女の子が困っているところを見たら助け、杖をついた老婆がいたら家まで背負ってあげて……。
男達の中には、そんなイーサンを女に尻尾を振る犬と揶揄する者もいたが、イーサンは構わなかった。助けてあげた女性達がとても感謝してくれたから報われる気持ちだった。
(外野がなんと言おうと関係ない。俺は俺の道を行くんだ)
そう信じて疑わなかった。
けれど、幼馴染の聖女プリシアと再会して、イーサンはこれまでの自分の行いを激しく後悔した。
(自分が女性に優しくしてこなければ、こんなことには……)
手首を揺らすと、ガチャガチャと椅子の背もたれがきしむ。手首と長椅子の背もたれが縄できつく縛られているのだ。
普通の椅子に拘束されているだけなら間抜けではあるが中腰で立って逃げ出すこともできるだろう。しかし長椅子では体を鍛えているイーサンでも身動きができない。
(ここは村の協会か?)
室内には長椅子が並び、祭壇の向こうにはステンドグラスに照らされた聖母の像が見おろしている。
イーサンは聖母像の前に立つプリシアを睨みつけた。
「プリシア、これはいったいどういうつもりだ?」
プリシアはイーサンの怒りと戸惑いの眼差しを見て、うっとりと身を震わせる。
「あぁん、イーサン! そんな目つきも素敵……ッ」
(話が通じない……)
この幼馴染は昔からそうだ。
十年前に道で転んで泣いていた彼女を家まで送り届けてから、ずっとこの調子である。
見た目は腰まである銀髪と、大きな青い目を持つイーサンと同じ十六歳の美少女だ。
聖職衣からはほっそりとした白い手足が伸びており、胸元は苦しげに存在を主張している。
「ここは村の協会だろう? 司祭様はどうした?」
「やーん、そんな怖い目で見ないで。司祭様はプリシアがお願いしたら快く貸してくれたのよ」
プリシアは十年前に聖女の力に目覚めた。王都から使いがきて村を出てからは大聖堂で聖女見習いとしての任についている。

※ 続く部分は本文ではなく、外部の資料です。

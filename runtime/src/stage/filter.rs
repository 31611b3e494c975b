//! Row filtering stage.

use rill_buffer::layout::{BoundLayout, BoundRowLayout, RowLayout};
use rill_buffer::{BufferError, BufferProvider, Schema, TupleBuffer};

use crate::worker::WorkerContext;

use super::{ExecutionResult, PipelineContext, PipelineStage, carry_metadata, try_stage};

/// Keeps the rows the predicate selects. Monomorphic over the predicate, so
/// the row loop compiles without dynamic dispatch.
pub struct FilterStage<F> {
    layout: RowLayout,
    predicate: F,
}

impl<F> FilterStage<F>
where
    F: Fn(&BoundRowLayout, usize) -> Result<bool, BufferError> + Send + Sync,
{
    pub fn new(schema: Schema, predicate: F) -> Self {
        FilterStage {
            layout: RowLayout::new(schema),
            predicate,
        }
    }
}

impl<F> PipelineStage for FilterStage<F>
where
    F: Fn(&BoundRowLayout, usize) -> Result<bool, BufferError> + Send + Sync,
{
    fn name(&self) -> &'static str {
        "filter"
    }

    fn execute(
        &self,
        buffer: TupleBuffer,
        ctx: &mut dyn PipelineContext,
        worker: &mut WorkerContext,
    ) -> ExecutionResult {
        let input = try_stage!(self.layout.bind(buffer));
        let out_buffer = worker.buffer_provider().get_buffer_blocking();
        carry_metadata(input.buffer(), &out_buffer);
        let mut output = try_stage!(self.layout.bind(out_buffer));

        for row in 0..input.tuple_count() {
            if try_stage!((self.predicate)(&input, row)) {
                try_stage!(output.append_row_from(&input, row));
            }
        }
        if output.tuple_count() > 0 {
            ctx.emit_buffer(output.into_buffer());
        }
        ExecutionResult::Ok
    }
}
//! Wire protocol framing.
//!
//! Every message is a length prefixed frame: a 4 byte little endian payload
//! length, one message type byte, the partition four-tuple as four
//! consecutive little endian u64, then the type specific payload.

use bytes::{Buf, BufMut, Bytes, BytesMut};

use crate::error::NetworkError;
use crate::partition::Partition;

/// Message type byte plus the serialized partition.
const FRAME_HEADER: usize = 1 + 4 * 8;

/// Per-buffer metadata travelling ahead of the payload bytes of a data
/// frame.
#[derive(Debug, Clone, Copy, PartialEq, Eq)]
pub struct DataHeader {
    pub sequence: u64,
    pub watermark_ms: u64,
    pub tuple_count: u64,
    pub tuple_size: u64,
}

/// What a producer announces itself as during the handshake.
#[derive(Debug, Clone, Copy, PartialEq, Eq)]
pub enum ChannelKind {
    /// Ships tuple buffers downstream.
    Data,
    /// Ships control events back upstream.
    Event,
}

/// Out-of-band control signal. Events carry urgent signals and may overtake
/// pending data in a producer's send path.
#[derive(Debug, Clone, Copy, PartialEq, Eq)]
pub enum EventKind {
    PauseRequested,
    ResumeRequested,
    Custom(u16),
}

/// Error codes that travel the wire.
#[derive(Debug, Clone, Copy, PartialEq, Eq)]
pub enum WireError {
    PartitionNotRegistered,
    Protocol,
}

#[derive(Debug, Clone, PartialEq)]
pub enum Message {
    /// Producer handshake, answered with [`Message::Ack`] or
    /// [`Message::Error`].
    Announcement { kind: ChannelKind },
    Ack,
    Data { header: DataHeader, payload: Bytes },
    Event { kind: EventKind, payload: Bytes },
    /// Strictly ordered after all data of its channel.
    EndOfStream,
    Error { kind: WireError },
}

impl Message {
    const ANNOUNCEMENT: u8 = 0;
    const ACK: u8 = 1;
    const DATA: u8 = 2;
    const EVENT: u8 = 3;
    const END_OF_STREAM: u8 = 4;
    const ERROR: u8 = 5;

    fn type_byte(&self) -> u8 {
        match self {
            Message::Announcement { .. } => Self::ANNOUNCEMENT,
            Message::Ack => Self::ACK,
            Message::Data { .. } => Self::DATA,
            Message::Event { .. } => Self::EVENT,
            Message::EndOfStream => Self::END_OF_STREAM,
            Message::Error { .. } => Self::ERROR,
        }
    }

    fn payload_len(&self) -> usize {
        match self {
            Message::Announcement { .. } => 1,
            Message::Ack | Message::EndOfStream => 0,
            Message::Data { payload, .. } => 4 * 8 + payload.len(),
            Message::Event { kind, payload } => {
                1 + if matches!(kind, EventKind::Custom(_)) { 2 } else { 0 } + payload.len()
            }
            Message::Error { .. } => 1,
        }
    }
}

/// One decoded frame.
#[derive(Debug, Clone, PartialEq)]
pub struct Frame {
    pub partition: Partition,
    pub message: Message,
}

/// Serialize one frame into `dst`.
pub fn encode(dst: &mut BytesMut, partition: Partition, message: &Message) {
    let len = FRAME_HEADER + message.payload_len();
    dst.reserve(4 + len);
    dst.put_u32_le(len as u32);
    dst.put_u8(message.type_byte());
    dst.put_u64_le(partition.query_id().get());
    dst.put_u64_le(partition.operator_id().get());
    dst.put_u64_le(partition.partition_id().get());
    dst.put_u64_le(partition.subpartition_id().get());
    match message {
        Message::Announcement { kind } => {
            dst.put_u8(match kind {
                ChannelKind::Data => 0,
                ChannelKind::Event => 1,
            });
        }
        Message::Ack | Message::EndOfStream => {}
        Message::Data { header, payload } => {
            dst.put_u64_le(header.sequence);
            dst.put_u64_le(header.watermark_ms);
            dst.put_u64_le(header.tuple_count);
            dst.put_u64_le(header.tuple_size);
            dst.put_slice(payload);
        }
        Message::Event { kind, payload } => {
            match kind {
                EventKind::PauseRequested => dst.put_u8(0),
                EventKind::ResumeRequested => dst.put_u8(1),
                EventKind::Custom(code) => {
                    dst.put_u8(2);
                    dst.put_u16_le(*code);
                }
            }
            dst.put_slice(payload);
        }
        Message::Error { kind } => {
            dst.put_u8(match kind {
                WireError::PartitionNotRegistered => 0,
                WireError::Protocol => 1,
            });
        }
    }
}

/// Incremental frame decoder over a read buffer.
#[derive(Debug, Clone)]
pub struct FrameDecoder {
    max_frame: usize,
}

impl FrameDecoder {
    /// `max_frame` bounds the accepted frame length; a peer announcing more
    /// is a protocol violation, not an allocation request.
    pub fn new(max_frame: usize) -> Self {
        FrameDecoder { max_frame }
    }

    /// Pop one complete frame off `src`, or `None` when more bytes are
    /// needed.
    pub fn decode(&self, src: &mut BytesMut) -> Result<Option<Frame>, NetworkError> {
        if src.len() < 4 {
            return Ok(None);
        }
        let len = u32::from_le_bytes(src[..4].try_into().expect("peeked 4 bytes")) as usize;
        if len < FRAME_HEADER {
            return Err(NetworkError::Protocol("frame shorter than its header"));
        }
        if len > self.max_frame {
            return Err(NetworkError::Protocol("frame exceeds maximum size"));
        }
        if src.len() < 4 + len {
            return Ok(None);
        }
        src.advance(4);
        let mut frame = src.split_to(len).freeze();
        Ok(Some(parse(&mut frame)?))
    }
}

fn parse(frame: &mut Bytes) -> Result<Frame, NetworkError> {
    let type_byte = frame.get_u8();
    let partition = Partition::from((
        frame.get_u64_le(),
        frame.get_u64_le(),
        frame.get_u64_le(),
        frame.get_u64_le(),
    ));
    let message = match type_byte {
        Message::ANNOUNCEMENT => {
            if frame.remaining() < 1 {
                return Err(NetworkError::Protocol("truncated announcement"));
            }
            let kind = match frame.get_u8() {
                0 => ChannelKind::Data,
                1 => ChannelKind::Event,
                _ => return Err(NetworkError::Protocol("unknown channel kind")),
            };
            Message::Announcement { kind }
        }
        Message::ACK => Message::Ack,
        Message::DATA => {
            if frame.remaining() < 4 * 8 {
                return Err(NetworkError::Protocol("truncated data header"));
            }
            let header = DataHeader {
                sequence: frame.get_u64_le(),
                watermark_ms: frame.get_u64_le(),
                tuple_count: frame.get_u64_le(),
                tuple_size: frame.get_u64_le(),
            };
            let expected = header
                .tuple_count
                .checked_mul(header.tuple_size)
                .ok_or(NetworkError::Protocol("data size overflow"))?;
            if frame.remaining() as u64 != expected {
                return Err(NetworkError::Protocol("data payload length mismatch"));
            }
            Message::Data {
                header,
                payload: frame.split_to(frame.remaining()),
            }
        }
        Message::EVENT => {
            if frame.remaining() < 1 {
                return Err(NetworkError::Protocol("truncated event"));
            }
            let kind = match frame.get_u8() {
                0 => EventKind::PauseRequested,
                1 => EventKind::ResumeRequested,
                2 => {
                    if frame.remaining() < 2 {
                        return Err(NetworkError::Protocol("truncated event code"));
                    }
                    EventKind::Custom(frame.get_u16_le())
                }
                _ => return Err(NetworkError::Protocol("unknown event kind")),
            };
            Message::Event {
                kind,
                payload: frame.split_to(frame.remaining()),
            }
        }
        Message::END_OF_STREAM => Message::EndOfStream,
        Message::ERROR => {
            if frame.remaining() < 1 {
                return Err(NetworkError::Protocol("truncated error"));
            }
            let kind = match frame.get_u8() {
                0 => WireError::PartitionNotRegistered,
                1 => WireError::Protocol,
                _ => return Err(NetworkError::Protocol("unknown error kind")),
            };
            Message::Error { kind }
        }
        _ => return Err(NetworkError::Protocol("unknown message type")),
    };
    Ok(Frame { partition, message })
}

たまに村に帰ってきてはイーサンに夜這いをかけようとしたり、こうして監禁まがいのことをしかけてくるのだ。
「プリシアね~、ようやく一人前の聖女として認められたの。だ・か・ら、これからはイーサンを養ってあげられるのよ! 必死に頑張ってきて良かったぁぁ!」
プリシアは健気そうに目尻の涙をぬぐっている。
「……そうか。それはおめでとう。だが、俺を椅子に縛り付ける必要はないだろう」
「ええ~? だって、イーサンってモテモテだし、外に出したらどこかの女と浮気しちゃうかもしれないじゃない。プリシア、それは許せないなぁ」
「浮気って……俺とプリシアはそもそも付き合ってない」
十年前に助けてから、イーサンはずっと彼女に付きまとわれているだけだ。
「え~、『将来は結婚しようね』って約束したの、忘れちゃったの!?」
(それはお前が勝手にそう言っているだけだろう)
とは思ったが、女の子には優しくしなさいと諭した母親の教えを思い出して、ぐっと言葉に詰まる。
結婚の誓いにしたって、どうせイーサンの寝言で言質を取ったとか、そんなレベルだ。
「ロマンティックだから、イーサンと再会するのは協会にしようって決めたの! イーサンを養うためにプリシアは頑張ったのよ? 褒めて褒めて~」
子犬が尻尾を振りながら寄ってくるようにプリシアはイーサンの膝の上に乗って頬ずりしてくる。
大きな胸がふにょっと押し付けられて、イーサンはうっかりグラリと理性が揺れそうになるが、いかんいかんと己を律する。
(プリシアだけは絶対に駄目だ。なぜなら──)
彼女は目の奥にハートが見えそうな恍惚とした表情で、イーサンの頬に指を這わせる。
「イーサンの食事は全て私が手ずから食べさせてあげるからね。もちろん排泄処理もしてあげる。逃げられたら嫌だから、寝る時以外は椅子に縛り付けちゃうけど許してね? イーサンは無能だから私が全部してあげるから何も心配しなくて良いんだよ。たくさん子作りしようねぇ♡」
そう迷いなく言う幼馴染は、間違いなく狂っていると思うからだ。
◇◆◇
(はぁ……なんとか助かった)
イーサンは手首に残る縄の跡を撫でながら歩く。
なんとかプリシアの隙をついて、幼い頃から磨いておいた縄抜けのスキルで事なきを得た。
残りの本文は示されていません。